» **AVAILABLE DATA**:

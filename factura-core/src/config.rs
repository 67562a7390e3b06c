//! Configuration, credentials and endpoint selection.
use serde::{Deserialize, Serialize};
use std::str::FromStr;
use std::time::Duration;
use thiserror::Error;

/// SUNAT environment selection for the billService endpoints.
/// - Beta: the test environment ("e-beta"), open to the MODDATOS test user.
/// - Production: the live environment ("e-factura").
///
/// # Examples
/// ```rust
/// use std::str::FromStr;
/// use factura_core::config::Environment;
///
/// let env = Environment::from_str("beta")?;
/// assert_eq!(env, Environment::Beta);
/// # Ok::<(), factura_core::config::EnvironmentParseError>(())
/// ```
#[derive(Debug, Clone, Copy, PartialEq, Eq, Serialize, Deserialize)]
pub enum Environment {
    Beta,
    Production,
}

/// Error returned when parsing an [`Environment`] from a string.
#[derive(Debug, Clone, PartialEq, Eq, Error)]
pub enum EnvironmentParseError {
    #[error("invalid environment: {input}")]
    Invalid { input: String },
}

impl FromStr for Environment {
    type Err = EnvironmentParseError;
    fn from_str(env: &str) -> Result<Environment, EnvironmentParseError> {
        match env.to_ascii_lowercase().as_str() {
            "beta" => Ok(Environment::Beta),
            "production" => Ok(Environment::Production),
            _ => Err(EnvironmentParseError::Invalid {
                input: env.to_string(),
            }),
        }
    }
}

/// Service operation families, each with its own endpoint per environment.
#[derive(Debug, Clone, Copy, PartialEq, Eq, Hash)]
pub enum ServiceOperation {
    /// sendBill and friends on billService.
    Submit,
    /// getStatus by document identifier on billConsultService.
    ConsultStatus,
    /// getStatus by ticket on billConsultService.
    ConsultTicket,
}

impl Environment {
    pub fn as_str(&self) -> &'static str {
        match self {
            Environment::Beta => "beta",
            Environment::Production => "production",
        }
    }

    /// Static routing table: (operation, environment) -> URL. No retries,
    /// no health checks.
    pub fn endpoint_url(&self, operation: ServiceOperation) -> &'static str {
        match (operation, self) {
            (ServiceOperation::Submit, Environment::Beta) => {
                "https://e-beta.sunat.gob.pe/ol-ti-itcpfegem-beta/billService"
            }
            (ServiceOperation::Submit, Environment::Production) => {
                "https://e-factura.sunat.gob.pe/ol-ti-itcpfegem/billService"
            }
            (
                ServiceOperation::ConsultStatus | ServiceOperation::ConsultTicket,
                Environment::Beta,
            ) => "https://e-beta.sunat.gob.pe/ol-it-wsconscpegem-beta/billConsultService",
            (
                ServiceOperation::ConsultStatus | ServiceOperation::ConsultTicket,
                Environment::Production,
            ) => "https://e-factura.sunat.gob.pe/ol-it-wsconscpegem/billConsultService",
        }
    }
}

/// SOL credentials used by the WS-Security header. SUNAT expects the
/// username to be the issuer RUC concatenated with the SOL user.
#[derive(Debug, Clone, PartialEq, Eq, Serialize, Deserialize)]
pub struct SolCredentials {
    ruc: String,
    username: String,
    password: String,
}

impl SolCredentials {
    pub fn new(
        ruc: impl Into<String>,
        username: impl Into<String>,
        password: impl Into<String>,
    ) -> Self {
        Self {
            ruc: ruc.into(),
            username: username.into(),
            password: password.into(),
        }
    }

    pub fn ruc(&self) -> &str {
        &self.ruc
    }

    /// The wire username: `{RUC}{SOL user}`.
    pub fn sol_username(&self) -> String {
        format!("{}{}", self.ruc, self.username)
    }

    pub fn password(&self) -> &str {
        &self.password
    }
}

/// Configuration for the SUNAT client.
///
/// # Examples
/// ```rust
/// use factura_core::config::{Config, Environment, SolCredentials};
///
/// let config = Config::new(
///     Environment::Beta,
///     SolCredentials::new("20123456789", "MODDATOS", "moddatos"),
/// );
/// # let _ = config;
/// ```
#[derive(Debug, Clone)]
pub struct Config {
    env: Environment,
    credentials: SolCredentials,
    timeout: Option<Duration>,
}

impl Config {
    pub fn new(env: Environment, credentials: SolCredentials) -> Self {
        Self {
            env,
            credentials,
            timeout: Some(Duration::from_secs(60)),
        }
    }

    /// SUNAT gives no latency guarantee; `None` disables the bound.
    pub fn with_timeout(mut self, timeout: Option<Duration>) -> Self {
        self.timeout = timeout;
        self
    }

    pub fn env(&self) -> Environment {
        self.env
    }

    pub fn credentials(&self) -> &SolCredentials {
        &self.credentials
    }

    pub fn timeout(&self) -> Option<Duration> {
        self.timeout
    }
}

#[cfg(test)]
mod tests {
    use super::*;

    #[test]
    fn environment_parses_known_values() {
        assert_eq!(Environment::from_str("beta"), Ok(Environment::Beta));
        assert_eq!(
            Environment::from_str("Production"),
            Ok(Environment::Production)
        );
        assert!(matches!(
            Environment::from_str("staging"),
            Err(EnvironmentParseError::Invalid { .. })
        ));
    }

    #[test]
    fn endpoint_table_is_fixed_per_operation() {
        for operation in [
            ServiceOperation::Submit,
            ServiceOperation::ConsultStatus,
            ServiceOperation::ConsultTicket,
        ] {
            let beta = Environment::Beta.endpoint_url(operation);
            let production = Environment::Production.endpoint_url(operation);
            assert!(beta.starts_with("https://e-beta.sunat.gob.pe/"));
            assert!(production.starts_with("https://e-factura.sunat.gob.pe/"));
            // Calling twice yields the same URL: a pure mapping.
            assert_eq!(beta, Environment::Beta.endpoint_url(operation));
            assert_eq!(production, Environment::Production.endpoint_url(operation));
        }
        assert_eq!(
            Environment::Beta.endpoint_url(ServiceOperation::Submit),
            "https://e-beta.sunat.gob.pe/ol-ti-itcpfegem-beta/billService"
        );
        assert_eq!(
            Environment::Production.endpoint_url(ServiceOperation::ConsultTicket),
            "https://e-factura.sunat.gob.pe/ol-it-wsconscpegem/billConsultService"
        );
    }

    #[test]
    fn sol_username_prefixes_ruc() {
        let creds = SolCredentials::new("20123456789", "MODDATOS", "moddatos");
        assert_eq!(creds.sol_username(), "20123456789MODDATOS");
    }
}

» **TASK DESCRIPTION**: Among the records, find every line holding the word "Clone" and copy it.

» **OUTPUT OF THE TASK**:
#[derive(Debug, Clone, Copy, PartialEq, Eq, Serialize, Deserialize)]
#[derive(Debug, Clone, PartialEq, Eq, Error)]
#[derive(Debug, Clone, Copy, PartialEq, Eq, Hash)]
#[derive(Debug, Clone, PartialEq, Eq, Serialize, Deserialize)]
#[derive(Debug, Clone)]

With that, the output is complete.